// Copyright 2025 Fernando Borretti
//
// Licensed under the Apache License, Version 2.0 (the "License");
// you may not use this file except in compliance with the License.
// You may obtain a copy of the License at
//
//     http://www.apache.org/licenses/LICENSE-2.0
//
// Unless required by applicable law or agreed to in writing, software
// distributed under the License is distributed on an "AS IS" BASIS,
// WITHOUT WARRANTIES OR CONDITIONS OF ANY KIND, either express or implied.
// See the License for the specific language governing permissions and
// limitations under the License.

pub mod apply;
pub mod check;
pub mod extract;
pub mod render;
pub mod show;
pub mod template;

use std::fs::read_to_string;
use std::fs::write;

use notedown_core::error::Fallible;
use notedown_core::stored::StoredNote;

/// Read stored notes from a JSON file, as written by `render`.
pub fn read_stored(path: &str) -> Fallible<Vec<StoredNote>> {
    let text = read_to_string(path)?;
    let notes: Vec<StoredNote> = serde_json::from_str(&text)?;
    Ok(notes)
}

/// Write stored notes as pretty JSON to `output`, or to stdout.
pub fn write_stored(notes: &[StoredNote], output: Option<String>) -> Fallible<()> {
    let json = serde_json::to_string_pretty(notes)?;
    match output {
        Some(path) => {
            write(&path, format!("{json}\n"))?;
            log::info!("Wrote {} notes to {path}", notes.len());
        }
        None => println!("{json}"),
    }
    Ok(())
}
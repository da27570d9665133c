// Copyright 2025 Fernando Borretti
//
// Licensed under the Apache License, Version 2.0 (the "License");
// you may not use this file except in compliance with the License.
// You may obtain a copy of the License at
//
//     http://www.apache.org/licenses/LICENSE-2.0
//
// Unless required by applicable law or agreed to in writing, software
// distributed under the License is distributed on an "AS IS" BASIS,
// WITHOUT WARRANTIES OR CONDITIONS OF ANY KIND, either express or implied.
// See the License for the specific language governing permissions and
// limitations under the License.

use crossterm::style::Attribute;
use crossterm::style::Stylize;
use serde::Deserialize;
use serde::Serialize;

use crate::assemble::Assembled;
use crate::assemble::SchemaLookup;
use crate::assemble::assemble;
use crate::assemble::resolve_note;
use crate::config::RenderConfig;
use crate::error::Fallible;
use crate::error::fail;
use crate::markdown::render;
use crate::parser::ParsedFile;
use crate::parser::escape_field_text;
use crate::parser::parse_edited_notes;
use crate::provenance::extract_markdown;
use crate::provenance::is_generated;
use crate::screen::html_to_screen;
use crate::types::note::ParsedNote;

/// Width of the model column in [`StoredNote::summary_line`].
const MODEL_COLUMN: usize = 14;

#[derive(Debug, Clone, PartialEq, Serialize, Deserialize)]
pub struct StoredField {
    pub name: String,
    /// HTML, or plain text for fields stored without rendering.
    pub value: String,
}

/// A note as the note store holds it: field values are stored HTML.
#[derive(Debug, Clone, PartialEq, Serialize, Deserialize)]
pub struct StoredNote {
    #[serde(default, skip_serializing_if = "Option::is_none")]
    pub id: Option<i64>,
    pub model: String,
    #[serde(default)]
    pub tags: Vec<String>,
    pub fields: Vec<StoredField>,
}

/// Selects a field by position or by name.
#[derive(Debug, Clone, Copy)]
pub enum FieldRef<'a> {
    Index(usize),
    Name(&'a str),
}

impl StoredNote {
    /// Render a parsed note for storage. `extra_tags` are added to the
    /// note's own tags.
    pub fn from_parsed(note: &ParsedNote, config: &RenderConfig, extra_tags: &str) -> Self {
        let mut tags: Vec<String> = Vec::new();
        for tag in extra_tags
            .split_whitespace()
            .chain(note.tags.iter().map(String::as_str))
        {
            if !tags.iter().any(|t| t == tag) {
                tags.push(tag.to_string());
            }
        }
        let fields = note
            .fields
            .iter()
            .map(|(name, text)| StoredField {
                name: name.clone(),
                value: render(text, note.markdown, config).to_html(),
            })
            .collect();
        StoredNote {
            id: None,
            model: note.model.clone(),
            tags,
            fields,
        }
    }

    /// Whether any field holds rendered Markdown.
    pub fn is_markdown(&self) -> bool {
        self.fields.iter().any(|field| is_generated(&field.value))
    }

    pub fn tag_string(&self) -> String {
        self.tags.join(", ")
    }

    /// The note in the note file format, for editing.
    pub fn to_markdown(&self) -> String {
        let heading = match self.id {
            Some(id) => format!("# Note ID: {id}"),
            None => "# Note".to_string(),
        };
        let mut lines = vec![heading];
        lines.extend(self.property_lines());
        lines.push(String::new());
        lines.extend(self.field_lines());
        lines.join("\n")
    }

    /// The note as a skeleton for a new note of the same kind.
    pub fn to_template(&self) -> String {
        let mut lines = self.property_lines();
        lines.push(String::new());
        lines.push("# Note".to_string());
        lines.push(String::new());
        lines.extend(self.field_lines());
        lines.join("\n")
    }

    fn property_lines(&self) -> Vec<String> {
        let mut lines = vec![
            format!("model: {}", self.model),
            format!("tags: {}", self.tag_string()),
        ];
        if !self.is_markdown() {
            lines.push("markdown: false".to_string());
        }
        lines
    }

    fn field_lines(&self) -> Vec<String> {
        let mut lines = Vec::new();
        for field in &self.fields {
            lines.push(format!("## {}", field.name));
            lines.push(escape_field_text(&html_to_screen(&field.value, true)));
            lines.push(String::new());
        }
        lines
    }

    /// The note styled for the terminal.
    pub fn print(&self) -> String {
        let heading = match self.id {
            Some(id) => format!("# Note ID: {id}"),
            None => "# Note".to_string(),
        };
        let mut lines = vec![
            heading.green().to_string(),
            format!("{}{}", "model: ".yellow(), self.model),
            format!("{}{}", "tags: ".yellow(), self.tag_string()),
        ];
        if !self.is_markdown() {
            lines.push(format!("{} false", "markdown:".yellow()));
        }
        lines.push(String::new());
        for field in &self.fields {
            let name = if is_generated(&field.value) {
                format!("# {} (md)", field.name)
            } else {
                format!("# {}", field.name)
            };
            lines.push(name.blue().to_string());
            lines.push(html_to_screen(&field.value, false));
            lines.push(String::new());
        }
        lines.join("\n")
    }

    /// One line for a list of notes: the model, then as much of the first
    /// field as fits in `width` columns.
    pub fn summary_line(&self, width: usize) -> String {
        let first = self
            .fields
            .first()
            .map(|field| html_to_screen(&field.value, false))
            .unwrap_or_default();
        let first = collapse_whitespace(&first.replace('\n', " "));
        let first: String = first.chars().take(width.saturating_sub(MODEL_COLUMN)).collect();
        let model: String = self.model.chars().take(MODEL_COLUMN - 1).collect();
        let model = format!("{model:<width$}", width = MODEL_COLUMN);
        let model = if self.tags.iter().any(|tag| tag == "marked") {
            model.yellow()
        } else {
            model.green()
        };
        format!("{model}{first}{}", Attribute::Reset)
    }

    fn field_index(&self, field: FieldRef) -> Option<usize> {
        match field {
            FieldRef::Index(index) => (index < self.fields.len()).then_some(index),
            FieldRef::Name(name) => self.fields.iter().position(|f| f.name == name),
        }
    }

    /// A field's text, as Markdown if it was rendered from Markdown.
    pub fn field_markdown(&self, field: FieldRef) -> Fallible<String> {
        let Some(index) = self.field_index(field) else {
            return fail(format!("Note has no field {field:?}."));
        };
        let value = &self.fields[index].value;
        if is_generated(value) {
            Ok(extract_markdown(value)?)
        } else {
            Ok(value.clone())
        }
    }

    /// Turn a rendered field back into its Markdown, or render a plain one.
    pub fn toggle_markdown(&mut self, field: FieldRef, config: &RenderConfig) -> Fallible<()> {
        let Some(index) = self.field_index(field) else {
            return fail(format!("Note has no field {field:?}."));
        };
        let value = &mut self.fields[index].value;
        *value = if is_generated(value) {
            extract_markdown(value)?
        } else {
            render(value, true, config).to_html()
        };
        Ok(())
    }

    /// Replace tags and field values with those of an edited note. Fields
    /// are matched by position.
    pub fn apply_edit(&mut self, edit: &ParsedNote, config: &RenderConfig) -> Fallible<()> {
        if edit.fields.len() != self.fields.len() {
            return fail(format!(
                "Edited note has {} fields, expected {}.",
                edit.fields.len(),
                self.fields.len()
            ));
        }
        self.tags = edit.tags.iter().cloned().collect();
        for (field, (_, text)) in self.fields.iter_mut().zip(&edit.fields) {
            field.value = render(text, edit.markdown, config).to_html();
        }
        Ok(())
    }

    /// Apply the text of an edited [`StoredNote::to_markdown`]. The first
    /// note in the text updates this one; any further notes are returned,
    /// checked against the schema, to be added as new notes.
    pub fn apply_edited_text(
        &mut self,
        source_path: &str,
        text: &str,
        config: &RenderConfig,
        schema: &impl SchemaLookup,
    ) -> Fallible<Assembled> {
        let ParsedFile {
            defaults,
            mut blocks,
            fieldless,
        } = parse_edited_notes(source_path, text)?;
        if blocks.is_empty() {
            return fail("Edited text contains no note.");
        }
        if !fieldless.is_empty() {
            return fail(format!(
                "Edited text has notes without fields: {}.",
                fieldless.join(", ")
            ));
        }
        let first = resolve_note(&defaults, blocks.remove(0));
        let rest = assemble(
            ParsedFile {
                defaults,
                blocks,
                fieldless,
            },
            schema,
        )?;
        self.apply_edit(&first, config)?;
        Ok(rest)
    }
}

▶ **Task requirements**
Count the lines of the material above that contain the word "added", then give only that count.

▶ **Finished exercise**
2